Texts longer than 512 tokens are truncated. Only the first 512 tokens are evaluated.

### Toxicity Guardrail (PT-BR)

| Property | Value |
|---|---|
| **Model** | [nicholasKluge/ToxiGuardrailPT](https://huggingface.co/nicholasKluge/ToxiGuardrailPT) |
| **Max tokens** | 512 |
| **Language** | Brazilian Portuguese |
| **Parameters** | 109M |
| **Architecture** | BERTimbau (bert-base-portuguese-cased) |
| **Output type** | Single scalar reward score (positive = safe, negative = toxic) |
| **Reported accuracy** | 70.36% (hatecheck-portuguese), 74.04% (told-br) |
| **Scope** | Input and output (output uses sentence-pair encoding for context) |

By default, texts longer than 512 tokens are truncated. Set `max_length=None` to enable chunking for full-text coverage. The model was trained on Brazilian Portuguese data and may not generalize well to European Portuguese or other languages.

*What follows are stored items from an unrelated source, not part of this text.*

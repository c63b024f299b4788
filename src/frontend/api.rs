use crate::{
    Result,
    models::{IMAGE_FIELD, ImageUpload, LanguageModelRequest},
    upstream::{CONV_MODEL_PATH, LANGUAGE_MODEL_PATH},
};
use async_trait::async_trait;
use reqwest::multipart::{Form, Part};
use serde_json::Value;
use tracing::debug;

/// The proxy's two routes as the model panels call them.
#[cfg_attr(test, mockall::automock)]
#[async_trait]
pub trait ProxyApi: Send + Sync {
    async fn generate_names(&self, request: &LanguageModelRequest) -> Result<Value>;

    async fn classify_image(&self, image: &ImageUpload) -> Result<Value>;
}

/// HTTP client for the proxy. The JSON body is returned whatever the status,
/// so error bodies reach the panel and are judged by their content.
pub struct ProxyClient {
    client: reqwest::Client,
    base_url: String,
}

impl ProxyClient {
    pub fn new(base_url: impl Into<String>) -> Self {
        Self {
            client: reqwest::Client::new(),
            base_url: base_url.into().trim_end_matches('/').to_string(),
        }
    }

    fn url(&self, path: &str) -> String {
        format!("{}{}", self.base_url, path)
    }
}

#[async_trait]
impl ProxyApi for ProxyClient {
    async fn generate_names(&self, request: &LanguageModelRequest) -> Result<Value> {
        debug!(
            "Requesting {} names at temperature {}",
            request.number_to_generate, request.temperature
        );

        let response = self
            .client
            .post(self.url(LANGUAGE_MODEL_PATH))
            .json(request)
            .send()
            .await?;

        Ok(response.json().await?)
    }

    async fn classify_image(&self, image: &ImageUpload) -> Result<Value> {
        debug!("Uploading '{}' for classification", image.file_name);

        let mut part = Part::bytes(image.bytes.clone()).file_name(image.file_name.clone());
        if let Some(content_type) = &image.content_type {
            part = part.mime_str(content_type)?;
        }

        let response = self
            .client
            .post(self.url(CONV_MODEL_PATH))
            .multipart(Form::new().part(IMAGE_FIELD, part))
            .send()
            .await?;

        Ok(response.json().await?)
    }
}
mod types;

pub use types::*;

use crate::{Error, Result};
use std::env;
use tracing::debug;

/// Upstream base URL override, as existing deployments spell it in their `.env`.
pub const ML_SERVER_ENV: &str = "ML_Server";
/// Upper-case spelling, checked when `ML_Server` is unset or blank.
pub const ML_SERVER_UPPER_ENV: &str = "ML_SERVER";
pub const PORT_ENV: &str = "PORT";

pub async fn load() -> Result<Config> {
    let config_path = env::var("CONFIG_PATH").unwrap_or_else(|_| "config.yaml".to_string());
    let config = load_from(&config_path).await?;

    apply_overrides(
        config,
        ml_server_override(|name| env::var(name).ok()),
        env::var(PORT_ENV).ok(),
    )
}

/// Picks the upstream URL from `ML_Server`, then `ML_SERVER`, skipping blank values.
pub fn ml_server_override(lookup: impl Fn(&str) -> Option<String>) -> Option<String> {
    [ML_SERVER_ENV, ML_SERVER_UPPER_ENV]
        .into_iter()
        .filter_map(|name| lookup(name))
        .find(|value| !value.trim().is_empty())
}

/// Reads a YAML config file. A missing file yields the defaults.
pub async fn load_from(config_path: &str) -> Result<Config> {
    debug!("Loading configuration from: {}", config_path);

    match tokio::fs::read_to_string(config_path).await {
        Ok(config_str) => Ok(serde_yaml::from_str(&config_str)?),
        Err(e) if e.kind() == std::io::ErrorKind::NotFound => {
            debug!("No configuration file at {}, using defaults", config_path);
            Ok(Config::default())
        }
        Err(e) => Err(e.into()),
    }
}

/// Applies environment overrides and checks the result is usable.
pub fn apply_overrides(
    mut config: Config,
    ml_server: Option<String>,
    port: Option<String>,
) -> Result<Config> {
    if let Some(base_url) = ml_server.filter(|s| !s.trim().is_empty()) {
        config.upstream.base_url = base_url;
    }

    if let Some(port) = port.filter(|s| !s.trim().is_empty()) {
        config.server.port = port
            .trim()
            .parse()
            .map_err(|_| Error::config(format!("Invalid {}: '{}'", PORT_ENV, port)))?;
    }

    if config.upstream.base_url.trim().is_empty() {
        return Err(Error::config(format!(
            "upstream.base_url is not set (set it in the config file or via {} / {})",
            ML_SERVER_ENV, ML_SERVER_UPPER_ENV
        )));
    }

    Ok(config)
}
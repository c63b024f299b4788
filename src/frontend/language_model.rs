use super::{
    api::ProxyApi,
    phase::{FormEvent, FormPhase, FormStateMachine, Visibility},
    validation::{validate_number_to_generate, validate_temperature},
    view::{Label, NameResults},
};
use crate::{
    Result,
    models::{LanguageModelRequest, LanguageModelResponse},
};
use std::sync::Arc;
use tracing::{info, warn};

pub const GENERIC_ERROR: &str =
    "Sorry, there was an error getting your new pokémon name. Try again?";
pub const TEMPERATURE_LABEL: &str =
    "Provide a value between 0.5 and 5. The higher the number the more random the names:";
pub const NUMBER_TO_GENERATE_LABEL: &str =
    "Pick a number of names to generate between 1 and 15 (inclusive)!";

/// The name generation panel: two numeric inputs, a results area and a
/// "generate again" control.
pub struct LanguageModel {
    api: Arc<dyn ProxyApi>,
    machine: FormStateMachine,
    temperature: String,
    number_to_generate: String,
    temperature_label: Label,
    number_label: Label,
    results: NameResults,
}

impl LanguageModel {
    pub fn new(api: Arc<dyn ProxyApi>) -> Self {
        Self {
            api,
            machine: FormStateMachine::new("LanguageModel"),
            temperature: String::new(),
            number_to_generate: String::new(),
            temperature_label: Label::normal(TEMPERATURE_LABEL),
            number_label: Label::normal(NUMBER_TO_GENERATE_LABEL),
            results: NameResults::Empty,
        }
    }

    pub fn phase(&self) -> FormPhase {
        self.machine.current_phase()
    }

    pub fn visibility(&self) -> Visibility {
        self.phase().visibility()
    }

    pub fn results(&self) -> &NameResults {
        &self.results
    }

    pub fn temperature_label(&self) -> &Label {
        &self.temperature_label
    }

    pub fn number_label(&self) -> &Label {
        &self.number_label
    }

    pub fn temperature(&self) -> &str {
        &self.temperature
    }

    pub fn number_to_generate(&self) -> &str {
        &self.number_to_generate
    }

    pub fn set_temperature(&mut self, value: impl Into<String>) {
        self.temperature = value.into();
    }

    pub fn set_number_to_generate(&mut self, value: impl Into<String>) {
        self.number_to_generate = value.into();
    }

    /// Checks both inputs, temperature first. A failing field gets the error
    /// text in its label; a passing temperature gets its default label back.
    fn validate(&mut self) -> Option<LanguageModelRequest> {
        let temperature = match validate_temperature(&self.temperature) {
            Ok(value) => {
                self.temperature_label = Label::normal(TEMPERATURE_LABEL);
                value
            }
            Err(e) => {
                self.temperature_label = Label::error(e.to_string());
                return None;
            }
        };

        let number_to_generate = match validate_number_to_generate(&self.number_to_generate) {
            Ok(value) => {
                self.number_label = Label::normal(NUMBER_TO_GENERATE_LABEL);
                value
            }
            Err(e) => {
                self.number_label = Label::error(e.to_string());
                return None;
            }
        };

        Some(LanguageModelRequest {
            temperature,
            number_to_generate,
        })
    }

    /// Validates the inputs and, if they pass, asks the proxy for names.
    /// Returns the phase the panel ends in; invalid input leaves it in `Input`.
    pub async fn submit(&mut self) -> Result<FormPhase> {
        self.machine.ensure_accepts(FormEvent::Submit)?;

        let Some(request) = self.validate() else {
            info!("LanguageModel input rejected by validation");
            return Ok(self.phase());
        };

        self.results = NameResults::Empty;
        self.machine.transition(FormEvent::Submit)?;

        let names = match self.api.generate_names(&request).await {
            Ok(body) => match serde_json::from_value::<LanguageModelResponse>(body) {
                Ok(response) => response.predicted_name.filter(|names| !names.is_empty()),
                Err(e) => {
                    warn!("Unexpected language model response: {}", e);
                    None
                }
            },
            Err(e) => {
                warn!("Language model request failed: {}", e);
                None
            }
        };

        match names {
            Some(names) => {
                info!("Received {} generated names", names.len());
                self.results = NameResults::from_names(names);
                self.machine.transition(FormEvent::ResponseSucceeded)?;
            }
            None => {
                self.results = NameResults::Message(GENERIC_ERROR.to_string());
                self.machine.transition(FormEvent::ResponseFailed)?;
            }
        }

        Ok(self.phase())
    }

    /// The "generate again" action: back to an empty form.
    pub fn generate_again(&mut self) -> Result<()> {
        self.machine.transition(FormEvent::Reset)?;
        self.temperature.clear();
        self.number_to_generate.clear();
        self.temperature_label = Label::normal(TEMPERATURE_LABEL);
        self.number_label = Label::normal(NUMBER_TO_GENERATE_LABEL);
        self.results = NameResults::Empty;
        Ok(())
    }
}

#[cfg(test)]
mod tests {
    use super::*;
    use crate::{Error, frontend::api::MockProxyApi, frontend::view::LabelClass};
    use pretty_assertions::assert_eq;
    use serde_json::json;

    fn panel_with(api: MockProxyApi, temperature: &str, number: &str) -> LanguageModel {
        let mut panel = LanguageModel::new(Arc::new(api));
        panel.set_temperature(temperature);
        panel.set_number_to_generate(number);
        panel
    }

    #[tokio::test]
    async fn test_single_name_is_plain_text() {
        let mut api = MockProxyApi::new();
        api.expect_generate_names()
            .withf(|request| request.temperature == 1.0 && request.number_to_generate == 1)
            .times(1)
            .returning(|_| Ok(json!({"predictedName": ["Pikachu"]})));

        let mut panel = panel_with(api, "1", "1");
        let phase = panel.submit().await.unwrap();

        assert_eq!(phase, FormPhase::Result);
        assert_eq!(panel.results(), &NameResults::Single("Pikachu".to_string()));
        assert_eq!(panel.results().to_html(), "Pikachu");
        assert!(panel.visibility().generate_again);
        assert!(!panel.visibility().spinner);
    }

    #[tokio::test]
    async fn test_four_names_use_two_grid_rows() {
        let mut api = MockProxyApi::new();
        api.expect_generate_names()
            .returning(|_| Ok(json!({"predictedName": ["A", "B", "C", "D"]})));

        let mut panel = panel_with(api, "2.5", "4");
        panel.submit().await.unwrap();

        let NameResults::Grid(grid) = panel.results() else {
            panic!("expected grid, got {:?}", panel.results());
        };
        assert_eq!(grid.rows, 2);
        assert_eq!(grid.template_columns(), "repeat(3,minmax(100px, 1fr))");
        assert_eq!(grid.template_rows(), "repeat(2, minmax(30px, 50px))");
        assert!(panel.results().to_html().contains("<div>D</div>"));
    }

    #[tokio::test]
    async fn test_missing_names_show_generic_error() {
        let mut api = MockProxyApi::new();
        api.expect_generate_names().returning(|_| Ok(json!({})));

        let mut panel = panel_with(api, "1", "3");
        let phase = panel.submit().await.unwrap();

        assert_eq!(phase, FormPhase::Error);
        assert_eq!(
            panel.results(),
            &NameResults::Message(GENERIC_ERROR.to_string())
        );
        assert!(panel.visibility().generate_again);
    }

    #[tokio::test]
    async fn test_empty_names_show_generic_error() {
        let mut api = MockProxyApi::new();
        api.expect_generate_names()
            .returning(|_| Ok(json!({"predictedName": []})));

        let mut panel = panel_with(api, "1", "3");

        assert_eq!(panel.submit().await.unwrap(), FormPhase::Error);
    }

    #[tokio::test]
    async fn test_network_failure_shows_generic_error() {
        let mut api = MockProxyApi::new();
        api.expect_generate_names()
            .returning(|_| Err(Error::upstream("connection refused")));

        let mut panel = panel_with(api, "1", "3");

        assert_eq!(panel.submit().await.unwrap(), FormPhase::Error);
        assert_eq!(panel.results().to_html(), GENERIC_ERROR);
    }

    #[tokio::test]
    async fn test_invalid_temperature_makes_no_request() {
        let mut api = MockProxyApi::new();
        api.expect_generate_names().never();

        let mut panel = panel_with(api, "9", "3");
        let phase = panel.submit().await.unwrap();

        assert_eq!(phase, FormPhase::Input);
        assert_eq!(panel.temperature_label().class, LabelClass::ValidationErrorLabel);
        assert_eq!(
            panel.temperature_label().text,
            "Value must be a number between 0.5 and 5, and 9 does not meet those conditions"
        );
        // Number is not checked once temperature fails.
        assert!(!panel.number_label().is_error());
        assert!(panel.visibility().form);
    }

    #[tokio::test]
    async fn test_fractional_count_annotates_number_label() {
        let mut api = MockProxyApi::new();
        api.expect_generate_names().never();

        let mut panel = panel_with(api, "1", "2.5");
        panel.submit().await.unwrap();

        assert!(!panel.temperature_label().is_error());
        assert_eq!(panel.temperature_label().text, TEMPERATURE_LABEL);
        assert_eq!(
            panel.number_label().text,
            "Please pass an integer between 1 and 15"
        );
    }

    #[tokio::test]
    async fn test_generate_again_clears_form() {
        let mut api = MockProxyApi::new();
        api.expect_generate_names()
            .returning(|_| Ok(json!({"predictedName": ["Eevee"]})));

        let mut panel = panel_with(api, "1", "1");
        panel.submit().await.unwrap();
        panel.generate_again().unwrap();

        assert_eq!(panel.phase(), FormPhase::Input);
        assert_eq!(panel.temperature(), "");
        assert_eq!(panel.number_to_generate(), "");
        assert_eq!(panel.results(), &NameResults::Empty);
        assert!(!panel.visibility().results);
        assert!(!panel.visibility().generate_again);
    }

    #[tokio::test]
    async fn test_submit_after_result_requires_reset() {
        let mut api = MockProxyApi::new();
        api.expect_generate_names()
            .times(1)
            .returning(|_| Ok(json!({"predictedName": ["Eevee"]})));

        let mut panel = panel_with(api, "1", "1");
        panel.submit().await.unwrap();

        assert!(matches!(
            panel.submit().await,
            Err(Error::InvalidTransition { .. })
        ));
    }

    #[test]
    fn test_generate_again_requires_a_response() {
        let panel_api = MockProxyApi::new();
        let mut panel = LanguageModel::new(Arc::new(panel_api));

        assert!(panel.generate_again().is_err());
    }
}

### Toxicity Guardrail (EN)

| Property | Value |
|---|---|
| **Model** | [unitary/toxic-bert](https://huggingface.co/unitary/toxic-bert) |
| **Max tokens** | 512 (chunking available via `max_length=None`) |
| **Language** | English |
| **Parameters** | 110M |
| **Architecture** | BERT (bert-base-uncased) |
| **Output type** | Multi-label probabilities across 6 categories |
| **Categories** | `toxic`, `severe_toxic`, `obscene`, `threat`, `insult`, `identity_hate` |
| **Reported AUC** | 0.98636 (Jigsaw Toxic Comment Challenge) |
| **Scope** | Input and output |

By default, texts longer than 512 tokens are truncated. Set `max_length=None` to enable chunking for full-text coverage. The model was trained on English data.